Os dois modos que envolvem maior performance gráfica vão fazer o PlayStation 5 amargar quedas bizarras de frames que podem durar quase 10 segundos e fazer parecer que você está no seu Pentium 3 tentando rodar Doom 3. Para um jogo com gráficos mais simplistas, isso é realmente negativamente impressionante de se ver. Acompanhado dos já costumeiros bugs em jogos da Bethesda, é possível que você perca sua run atual.

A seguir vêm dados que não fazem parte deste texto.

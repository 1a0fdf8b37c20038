use std::cell::{Cell, RefCell};
use std::convert::Infallible;
use std::path::Path;

use chrono::NaiveDate;

use crate::adapters::ftp_source::{LineSource, TransportError};
use crate::adapters::smtp_mailer::{DeliveryError, Mailer, OutgoingMessage};
use crate::domain::layout::{BRAND_GREEN, COLUMN_HEADERS, ROW_SHADE, ReportCanvas, Rgb, TextStyle, WHITE};
use crate::domain::schedule::Clock;

/// Builds a disconnect line as written by the wallbox logger.
pub fn disconnect_line(
    disconnected_at: &str,
    user: &str,
    energy_kwh: &str,
    seconds: u32,
    cost_eur: &str,
) -> String {
    format!(
        "{disconnected_at};Logger Wallbox;{disconnected_at}:Fahrzeug getrennt;user:{user};\
         Geladene Energie:{energy_kwh}kWh;Dauer:{seconds} s;{cost_eur}€"
    )
}

#[derive(Debug, Clone, PartialEq)]
pub enum CanvasOp {
    Text {
        x: f32,
        y: f32,
        text: String,
        style: TextStyle,
    },
    Rect {
        x: f32,
        y: f32,
        width: f32,
        height: f32,
        color: Rgb,
    },
    NewPage,
}

#[derive(Debug, Default)]
pub struct RecordingCanvas {
    ops: Vec<CanvasOp>,
}

impl RecordingCanvas {
    pub fn page_count(&self) -> usize {
        1 + self
            .ops
            .iter()
            .filter(|op| matches!(op, CanvasOp::NewPage))
            .count()
    }

    pub fn ops_on_page(&self, page: usize) -> Vec<CanvasOp> {
        self.ops
            .split(|op| matches!(op, CanvasOp::NewPage))
            .nth(page)
            .map(<[CanvasOp]>::to_vec)
            .unwrap_or_default()
    }

    pub fn header_band(&self, page: usize) -> Vec<CanvasOp> {
        self.ops_on_page(page)
            .into_iter()
            .filter(|op| match op {
                CanvasOp::Rect { color, .. } => *color == BRAND_GREEN,
                CanvasOp::Text { text, .. } => COLUMN_HEADERS.contains(&text.as_str()),
                CanvasOp::NewPage => false,
            })
            .collect()
    }

    pub fn row_backgrounds(&self, page: usize) -> Vec<Rgb> {
        self.ops_on_page(page)
            .into_iter()
            .filter_map(|op| match op {
                CanvasOp::Rect { color, .. } if color == ROW_SHADE || color == WHITE => {
                    Some(color)
                }
                _ => None,
            })
            .collect()
    }

    pub fn texts(&self) -> Vec<String> {
        self.ops
            .iter()
            .filter_map(|op| match op {
                CanvasOp::Text { text, .. } => Some(text.clone()),
                _ => None,
            })
            .collect()
    }
}

impl ReportCanvas for RecordingCanvas {
    type Error = Infallible;

    fn draw_text(&mut self, x: f32, y: f32, text: &str, style: TextStyle) {
        self.ops.push(CanvasOp::Text {
            x,
            y,
            text: text.to_string(),
            style,
        });
    }

    fn draw_filled_rect(&mut self, x: f32, y: f32, width: f32, height: f32, color: Rgb) {
        self.ops.push(CanvasOp::Rect {
            x,
            y,
            width,
            height,
            color,
        });
    }

    fn new_page(&mut self) {
        self.ops.push(CanvasOp::NewPage);
    }

    fn save(self, _path: &Path) -> Result<(), Self::Error> {
        Ok(())
    }
}

/// Records delivered messages; the first `failures` attempts fail transiently.
#[derive(Debug, Default)]
pub struct RecordingMailer {
    sent: RefCell<Vec<OutgoingMessage>>,
    attempts: Cell<usize>,
    failures: usize,
    permanent: bool,
}

impl RecordingMailer {
    pub fn failing_first(failures: usize) -> Self {
        Self {
            failures,
            ..Self::default()
        }
    }

    /// Every attempt is refused by the server.
    pub fn rejecting() -> Self {
        Self {
            failures: usize::MAX,
            permanent: true,
            ..Self::default()
        }
    }

    pub fn sent(&self) -> Vec<OutgoingMessage> {
        self.sent.borrow().clone()
    }

    pub fn attempts(&self) -> usize {
        self.attempts.get()
    }
}

impl Mailer for RecordingMailer {
    fn send(&self, message: &OutgoingMessage) -> Result<(), DeliveryError> {
        let attempt = self.attempts.get() + 1;
        self.attempts.set(attempt);
        if attempt <= self.failures {
            return Err(if self.permanent {
                DeliveryError::Rejected(format!("550 simulated rejection {attempt}"))
            } else {
                DeliveryError::Smtp(format!("simulated failure {attempt}"))
            });
        }
        self.sent.borrow_mut().push(message.clone());
        Ok(())
    }
}

/// Line source returning fixed content after a number of failed fetches.
#[derive(Debug, Default)]
pub struct ScriptedLineSource {
    lines: Vec<String>,
    failures: usize,
    calls: Cell<usize>,
}

impl ScriptedLineSource {
    pub fn with_lines(lines: Vec<String>) -> Self {
        Self::failing_first(0, lines)
    }

    pub fn failing_first(failures: usize, lines: Vec<String>) -> Self {
        Self {
            lines,
            failures,
            calls: Cell::new(0),
        }
    }

    pub fn calls(&self) -> usize {
        self.calls.get()
    }
}

impl LineSource for ScriptedLineSource {
    fn fetch_lines(&self) -> Result<Vec<String>, TransportError> {
        let call = self.calls.get() + 1;
        self.calls.set(call);
        if call <= self.failures {
            return Err(TransportError::Io(std::io::Error::other(format!(
                "simulated outage {call}"
            ))));
        }
        Ok(self.lines.clone())
    }
}

#[derive(Debug)]
pub struct FixedClock {
    today: Cell<NaiveDate>,
}

impl FixedClock {
    pub fn new(today: NaiveDate) -> Self {
        Self {
            today: Cell::new(today),
        }
    }

    pub fn set(&self, today: NaiveDate) {
        self.today.set(today);
    }
}

impl Clock for FixedClock {
    fn today(&self) -> NaiveDate {
        self.today.get()
    }
}

pub fn date(year: i32, month: u32, day: u32) -> NaiveDate {
    NaiveDate::from_ymd_opt(year, month, day).expect("valid date")
}
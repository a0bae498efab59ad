//! Error types for the core crate.

use thiserror::Error;

/// A detected hand that cannot be used for classification.
#[derive(Error, Debug, Clone, PartialEq)]
pub enum LandmarkError {
    #[error("expected {expected} keypoints, found {found}")]
    WrongCount { expected: usize, found: usize },

    #[error("keypoint {index} has a non-finite coordinate")]
    NonFinite { index: usize },
}

/// Field generation failures.
#[derive(Error, Debug, Clone, PartialEq)]
pub enum FieldError {
    #[error("particle count must be greater than zero")]
    EmptyField,
}
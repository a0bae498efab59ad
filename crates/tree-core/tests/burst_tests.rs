mod common;

use common::seeded_scene;
use rand::rngs::StdRng;
use rand::SeedableRng;
use tree_core::*;

const DT: f32 = 1.0 / 60.0;

#[test]
fn pool_starts_inactive_with_hidden_slots() {
    let mut rng = StdRng::seed_from_u64(3);
    let pool = BurstPool::new(BURST_CAPACITY, &mut rng);
    assert_eq!(pool.capacity(), BURST_CAPACITY);
    assert!(!pool.is_active());
    assert_eq!(pool.alive_count(), 0);
    assert!(pool.scales().iter().all(|&s| s == 0.0));
    for p in pool.particles() {
        assert!(p.max_life >= BURST_LIFE_MIN && p.max_life <= BURST_LIFE_MIN + BURST_LIFE_SPAN);
    }
}

#[test]
fn trigger_revives_every_slot_at_the_apex() {
    let mut rng = StdRng::seed_from_u64(3);
    let mut pool = BurstPool::new(64, &mut rng);
    pool.trigger(&mut rng);
    assert!(pool.is_active());
    assert_eq!(pool.alive_count(), 64);
    let palette: Vec<_> = BURST_COLORS_HEX.iter().map(|&h| rgb_from_hex(h)).collect();
    for p in pool.particles() {
        assert_eq!(p.position, tree_apex());
        assert_eq!(p.remaining_life, p.max_life);
        let speed = p.velocity.length();
        assert!(speed >= BURST_SPEED_MIN - 1e-4 && speed <= BURST_SPEED_MIN + BURST_SPEED_SPAN + 1e-4);
        assert!(palette.contains(&p.color));
    }
}

#[test]
fn step_applies_gravity_and_drag() {
    let mut rng = StdRng::seed_from_u64(5);
    let mut pool = BurstPool::new(1, &mut rng);
    pool.trigger(&mut rng);
    let before = pool.particles()[0].clone();
    pool.step(DT);
    let after = &pool.particles()[0];
    assert_eq!(after.position, before.position + before.velocity);
    let expected_vy = (before.velocity.y - BURST_GRAVITY) * BURST_DRAG;
    assert!((after.velocity.y - expected_vy).abs() < 1e-6);
    assert!((after.remaining_life - (before.max_life - DT)).abs() < 1e-6);
    let expected_scale = after.remaining_life / after.max_life * BURST_SCALE;
    assert!((pool.scales()[0] - expected_scale).abs() < 1e-6);
}

#[test]
fn inactive_pool_ignores_steps() {
    let mut rng = StdRng::seed_from_u64(5);
    let mut pool = BurstPool::new(8, &mut rng);
    let before = pool.particles().to_vec();
    pool.step(DT);
    assert_eq!(pool.particles(), &before[..]);
}

#[test]
fn opening_an_assembled_tree_fires_then_drains_the_burst() {
    let mut scene = seeded_scene(200);
    scene.morph_mut().set_growth(0.9);
    scene.set_gesture(GestureState::HandClosed);
    scene.tick(0.0, DT);
    assert!(!scene.burst().is_active());

    scene.set_gesture(GestureState::HandOpen);
    let outcome = scene.tick(DT, DT);
    assert!(outcome.burst);
    assert!(scene.burst().is_active());
    assert_eq!(scene.burst().alive_count(), scene.burst().capacity());

    let lifetime = scene.burst().max_lifetime();
    let mut elapsed = DT;
    let mut t = 2.0 * DT;
    while elapsed <= lifetime + DT {
        scene.tick(t, DT);
        elapsed += DT;
        t += DT;
    }
    assert!(!scene.burst().is_active());
    assert_eq!(scene.burst().alive_count(), 0);
    assert!(scene.burst().scales().iter().all(|&s| s == 0.0));
}

#[test]
fn opening_a_sparse_field_does_not_fire() {
    let mut scene = seeded_scene(200);
    scene.morph_mut().set_growth(0.3);
    scene.set_gesture(GestureState::HandClosed);
    scene.tick(0.0, DT);
    scene.set_gesture(GestureState::HandOpen);
    assert!(!scene.tick(DT, DT).burst);
    assert!(!scene.burst().is_active());
}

Quando eu entrei no menu para ler alguns arquivos e não consegui mais sair para o jogo, um desânimo abateu sobre mim, depois de fazer mais de uma hora de exploração cuidadosa. Ao retornar, o pudor e cuidado contra os inimigos nunca mais foi o mesmo, mas a qualidade do tiroteio me fez retornar a ótimos momentos de jogatina. Estes problemas devem ser corrigidos com patchs lançados para o público fora da imprensa e criadores de conteúdo. Dois dias antes do lançamento mesmo, teve um patch online.
E pra fechar, não posso deixar de mencionar a trilha sonora e toda aura de anos 60 e 70 que o jogo envolve. Por vezes, estaremos dentro de casas que usam um estilo muito característicos daquela época. É impossível não notar e esse estilo é o que o estúdio dá em troca de um jogo que não é sobre potência gráfica mas sim estilo e jogabilidade.
Conclusão
Apenas depois de duas horas de jogo, o potencial completo de Deathloop desabrocha, e o que era uma série de sobrancelhas levantadas em dúvidas, dá lugar a excitação por um jogo que mistura lore, narrativa e gameplay de shooter em primeira pessoa de uma forma raramente vista na onda de jogos “triplo A” atualmente, pois esse gênero arriscou pouco na oitava geração. Deathloop é obrigatório para fãs da Arkane. É um jogo que não investe em cinematografia que por horas pode enganar o consumidor, escondendo a falta de gameplay realmente interessante.